Our input data set has labels stored as integers, but the labels we need for our loss function need to be  **one-hot** encoded

**one-hot** - A vector of zeros except for one entry with a 1 that represents the class of an object
   * i.e. Ankle boot = class 9 = (0,0,0,0,0,0,0,0,0,1)

keras has a utility to convert integers like this easily.

In [None]:
y_train_one_hot = tf.keras.utils.to_categorical(y_train, 3)
y_develop_one_hot =  tf.keras.utils.to_categorical(y_develop, 3)
y_test_one_hot =  tf.keras.utils.to_categorical(y_test, 3)

print('Example:',y_train[0],'=',y_train_one_hot[0])

In [None]:
input_layer=tf.keras.layers.Input(shape=(1,)) 
###Same as Before###
nn = tf.keras.layers.Dense(20)(input_layer)
nn = tf.keras.layers.LeakyReLU()(nn)

nn = tf.keras.layers.Dense(20)(nn)
nn = tf.keras.layers.LeakyReLU()(nn)

nn = tf.keras.layers.Dense(20)(nn)
nn = tf.keras.layers.LeakyReLU()(nn)
#Sigmoid!!!!
output_layer = tf.keras.layers.Dense(3,activation='softmax')(nn)

nn_model=tf.keras.models.Model(input_layer,output_layer)
nn_model.summary()
#Binary Cross Entropy!!!
nn_model.compile(loss='categorical_crossentropy',optimizer='adam',metrics=['accuracy'])

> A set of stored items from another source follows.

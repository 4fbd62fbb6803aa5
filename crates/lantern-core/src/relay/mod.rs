//! Event relay
//!
//! Pumps exactly one session's raw event stream into the typed channels.
//! Each subscription is a task that owns the session's receiver; stopping it
//! hands the receiver back, so events the runtime emits while a session is
//! inactive stay queued and are delivered once it is subscribed again.

pub mod classify;

use std::path::PathBuf;
use std::sync::Arc;

use parking_lot::Mutex;
use tokio::sync::oneshot;
use tokio::task::JoinHandle;
use tracing::{debug, error, info, warn};

use crate::channels::{
    CoreChannels, ErrorKind, OutputChunk, ReasoningChunk, StatusEvent, UsageUpdate,
};
use crate::events::{RawEnvelope, RawEvent};
use crate::plan::PlanPolicy;
use crate::runtime::RawEventReceiver;
use crate::tracker::ToolExecutionTracker;
pub use classify::classify;

/// A session's raw stream plus what is needed to attribute its events.
pub struct SessionFeed {
    pub session_id: String,
    pub working_dir: PathBuf,
    pub receiver: RawEventReceiver,
    /// Set for plan sessions; tool starts outside it are reported
    pub policy: Option<Arc<PlanPolicy>>,
}

impl SessionFeed {
    pub fn new(
        session_id: impl Into<String>,
        working_dir: impl Into<PathBuf>,
        receiver: RawEventReceiver,
    ) -> Self {
        Self {
            session_id: session_id.into(),
            working_dir: working_dir.into(),
            receiver,
            policy: None,
        }
    }

    pub fn with_policy(mut self, policy: Arc<PlanPolicy>) -> Self {
        self.policy = Some(policy);
        self
    }
}

struct Pump {
    session_id: String,
    stop: oneshot::Sender<()>,
    handle: JoinHandle<SessionFeed>,
}

/// Routes classified events to channels and the tracker.
pub struct Dispatcher {
    channels: Arc<CoreChannels>,
    tracker: Arc<ToolExecutionTracker>,
}

impl Dispatcher {
    pub fn new(channels: Arc<CoreChannels>, tracker: Arc<ToolExecutionTracker>) -> Self {
        Self { channels, tracker }
    }

    pub async fn dispatch(&self, feed: &SessionFeed, envelope: RawEnvelope) {
        let session_id = feed.session_id.as_str();
        let channels = &self.channels;

        match classify(envelope) {
            RawEvent::MessageDelta(delta) => channels.output.emit(OutputChunk {
                session_id: session_id.to_string(),
                message_id: delta.message_id,
                text: delta.delta_content,
                is_final: false,
            }),
            RawEvent::Message(message) => {
                for request in &message.tool_requests {
                    self.tracker
                        .on_requested(session_id, &feed.working_dir, request)
                        .await;
                }
                if !message.content.is_empty() {
                    channels.output.emit(OutputChunk {
                        session_id: session_id.to_string(),
                        message_id: message.message_id,
                        text: message.content,
                        is_final: true,
                    });
                }
            }
            RawEvent::ReasoningDelta(delta) => channels.reasoning.emit(ReasoningChunk {
                session_id: session_id.to_string(),
                reasoning_id: delta.reasoning_id,
                text: delta.delta_content,
                is_final: false,
            }),
            RawEvent::Reasoning(reasoning) => channels.reasoning.emit(ReasoningChunk {
                session_id: session_id.to_string(),
                reasoning_id: reasoning.reasoning_id,
                text: reasoning.content,
                is_final: true,
            }),
            RawEvent::TurnStart(_) => channels.status.emit(StatusEvent::Thinking {
                session_id: session_id.to_string(),
            }),
            RawEvent::TurnEnd(marker) => {
                debug!(session = session_id, turn = ?marker.turn_id, "Turn ended");
            }
            RawEvent::Usage(usage) => channels.usage.emit(UsageUpdate::Turn {
                session_id: session_id.to_string(),
                model: usage.model,
                input_tokens: usage.input_tokens,
                output_tokens: usage.output_tokens,
                cache_read_tokens: usage.cache_read_tokens,
            }),
            RawEvent::UsageInfo(usage) => channels.usage.emit(UsageUpdate::Context {
                session_id: session_id.to_string(),
                current_tokens: usage.current_tokens,
                token_limit: usage.token_limit,
            }),
            RawEvent::SessionIdle => channels.status.emit(StatusEvent::Ready {
                session_id: session_id.to_string(),
            }),
            RawEvent::SessionError(err) if err.is_authentication() => {
                warn!(session = session_id, "Runtime requires authentication");
                channels.status.emit(StatusEvent::AuthenticationRequired {
                    message: err.message,
                });
            }
            RawEvent::SessionError(err) => {
                channels.report(ErrorKind::Session, Some(session_id), err.message);
            }
            RawEvent::ToolStart(start) => {
                if let Some(policy) = &feed.policy {
                    if !policy.allows_tool(&start.tool_name) {
                        channels.report(
                            ErrorKind::PlanWorkflow,
                            Some(session_id),
                            format!(
                                "Tool '{}' ran outside the plan-mode policy",
                                start.tool_name
                            ),
                        );
                    }
                }
                self.tracker
                    .on_start(session_id, &feed.working_dir, start)
                    .await;
            }
            RawEvent::ToolProgress(progress) => self.tracker.on_progress(progress),
            RawEvent::ToolComplete(complete) => {
                self.tracker.on_complete(session_id, complete).await;
            }
            RawEvent::FileChanged(change) => {
                self.tracker.on_file_changed(&feed.working_dir, change);
            }
            RawEvent::Unclassified { kind } => {
                warn!(session = session_id, kind = %kind, "Unclassified runtime event dropped");
            }
            RawEvent::Malformed { kind, reason } => {
                channels.report(
                    ErrorKind::MalformedEvent,
                    Some(session_id),
                    format!("Malformed '{}' event: {}", kind, reason),
                );
            }
        }
    }
}

/// Owns the single live subscription.
pub struct EventRelay {
    dispatcher: Arc<Dispatcher>,
    current: Mutex<Option<Pump>>,
}

impl EventRelay {
    pub fn new(channels: Arc<CoreChannels>, tracker: Arc<ToolExecutionTracker>) -> Self {
        Self {
            dispatcher: Arc::new(Dispatcher::new(channels, tracker)),
            current: Mutex::new(None),
        }
    }

    /// Session currently subscribed to, if any.
    pub fn subscribed_session(&self) -> Option<String> {
        self.current.lock().as_ref().map(|p| p.session_id.clone())
    }

    /// Start pumping `feed`. Any previous subscription must have been
    /// stopped with `unsubscribe` first; a leftover one is stopped here and
    /// its feed dropped.
    pub fn subscribe(&self, feed: SessionFeed) {
        let (stop, stop_rx) = oneshot::channel();
        let session_id = feed.session_id.clone();
        let dispatcher = Arc::clone(&self.dispatcher);
        let handle = tokio::spawn(pump(feed, stop_rx, dispatcher));

        let previous = self.current.lock().replace(Pump {
            session_id: session_id.clone(),
            stop,
            handle,
        });
        if let Some(previous) = previous {
            error!(
                session = %previous.session_id,
                "Replacing a live subscription without unsubscribing"
            );
            let _ = previous.stop.send(());
        }
        info!(session = %session_id, "Relay subscribed");
    }

    /// Stop the live subscription and take back its feed. Returns once the
    /// event being dispatched (if any) has been fully routed.
    pub async fn unsubscribe(&self) -> Option<SessionFeed> {
        let pump = self.current.lock().take()?;
        let _ = pump.stop.send(());
        match pump.handle.await {
            Ok(feed) => {
                info!(session = %feed.session_id, "Relay unsubscribed");
                Some(feed)
            }
            Err(e) => {
                error!(session = %pump.session_id, "Relay task failed: {}", e);
                None
            }
        }
    }
}

async fn pump(
    mut feed: SessionFeed,
    mut stop: oneshot::Receiver<()>,
    dispatcher: Arc<Dispatcher>,
) -> SessionFeed {
    loop {
        tokio::select! {
            biased;
            _ = &mut stop => break,
            next = feed.receiver.recv() => match next {
                Some(envelope) => dispatcher.dispatch(&feed, envelope).await,
                None => {
                    debug!(session = %feed.session_id, "Raw event stream closed");
                    // Stay parked so unsubscribe still gets the feed back
                    let _ = (&mut stop).await;
                    break;
                }
            },
        }
    }
    feed
}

nn_model.fit(x_train,y_train_one_hot,validation_data=(x_develop,y_develop_one_hot),epochs=10)

In [None]:
X_test=np.linspace(-7,4,100)
#Y_true=1/(1+np.exp(-2*X_test))#Proof Left to Reader

Y_pred=nn_model.predict(X_test)


plt.scatter(X_test,Y_pred[:,0],label='Prediction A',marker='x')
plt.scatter(X_test,Y_pred[:,1],label='Prediction B',marker='x')
plt.scatter(X_test,Y_pred[:,2],label='Prediction C',marker='x')


plt.xlabel('X')
plt.ylabel('P(y=a|x)')

plt.hist(x_train[b_mask],bins=16,range=(-7,4),histtype='step',label='Class B',density=True)
plt.hist(x_train[a_mask],bins=16,range=(-7,4),histtype='step',label='Class A',density=True)
plt.hist(x_train[c_mask],bins=16,range=(-7,4),histtype='step',label='Class C',density=True)

plt.legend()
plt.show() 

# Dense network summary

* Dense networks take fixed length input and have a fixed length output
* Like All Neural Network layers they require an activation function
    * The activation of the last layer is usally determined by the goal
        * Regression - Linear
        * Classification - Sigmoid
        * Multi-Class Classification - Softmax (more later)
* They can be stacked to represent more complicated functions
* You're taking your chances when predicting data that's very different from you're training data


# A Real World Example
We're going to use a number of measured values to try and predict good wine.
Source:https://archive.ics.uci.edu/ml/datasets/Wine+Quality (Cortez et al., 2009)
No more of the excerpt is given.